Charlie’s Status Report for 16 April 2022

What did you personally accomplish this week on the project? Give files or photos that demonstrate your progress. Prove to the reader that you put sufficient effort into the project over the course of the week (12+ hours).

This week, our team discussed with Professor Sullivan and we highlighted the three main priorities that we want to achieve by our final demo.

  1. Collecting data from different environments. This is because our deep learning system may work better in some environments than others (All)
  2. Fully integrating our audio and visual interface, as we are currently facing some Python dependency issues (Larry)
  3. Setting up a UI interface for our full system, such as a website (Me)

I decided to handle the last priority as I have former experience writing a full website. The following shows the progress that I have made so far.

In my experience, I prefer writing websites from a systems perspective. I make sure that every “active” component of the website works before I proceed with improving the design. In the above structure, I have made sure that my website is able to receive inputs (duration of recording + file upload) and produce output (downloadable captioned video).

Is your progress on schedule or behind? If you are behind, what actions will be taken to catch up to the project schedule?

We are on schedule, as we are currently in the integration face of our project.

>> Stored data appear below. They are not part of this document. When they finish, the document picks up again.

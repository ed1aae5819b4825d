// Trait abstractions for the pipeline's external dependencies.
//
// ScanSearch — one fail-soft query against the passive-scan index.
// AdClassifier — advertising verdict for one domain, strategy chosen at
//   startup from config.
//
// These enable deterministic testing with mock implementations: no network,
// no credentials.

use async_trait::async_trait;

use urlscan_client::{SearchOutcome, UrlscanClient};

use crate::types::Classification;

#[async_trait]
pub trait ScanSearch: Send + Sync {
    /// Run one search query against the scan index. Fail-soft: an upstream
    /// failure yields an empty outcome with an error note, never an error.
    async fn search(
        &self,
        query: &str,
        size: Option<usize>,
        search_after: Option<&str>,
    ) -> SearchOutcome;
}

#[async_trait]
impl ScanSearch for UrlscanClient {
    async fn search(
        &self,
        query: &str,
        size: Option<usize>,
        search_after: Option<&str>,
    ) -> SearchOutcome {
        self.search_soft(query, size, search_after).await
    }
}

#[async_trait]
pub trait AdClassifier: Send + Sync {
    /// Classify one domain's advertising status. Total: upstream failures
    /// degrade to a negative verdict carrying an error note.
    async fn classify(&self, domain: &str) -> Classification;
}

What deliverables do you hope to complete in the next week?

In the coming weekend and week, I will be improving on the visual design of the website.

Larry and I also ran into some problems with the GPU on the jetson. When we run on speech separation on the Jetson, it was taking about 3 minutes, which is rather strange given that the same script took about 0.8s on poorer GPUs on Google Collab. I suspect that the GPU on the Jetson is broken, but Larry disagrees. This week we will try to debug to see if the GPU actually works.

Larry’s Status Report for 10 April 2022

This week, I worked on writing and integrating the last few parts of the deep learning and non-real-time approach to our project. Instead of my previous approach of combining OpenCV and PyAudio into one Python script, I simply used GStreamer to record audio and video at the same time. I also extracted the timestamped captions and overlaid them onto the video without too much trouble. Example below:

I am currently trying to install all of the relevant libraries into a Python 3.8  virtual library. Running the deep learning solution requires Python 3.8, and I figured that moving everything to a Python 3.8 virtual environment would make later testing and integration a lot easier. As I mentioned in my last support, some components required Python 3.7 while others were installed on the default Python 3.6.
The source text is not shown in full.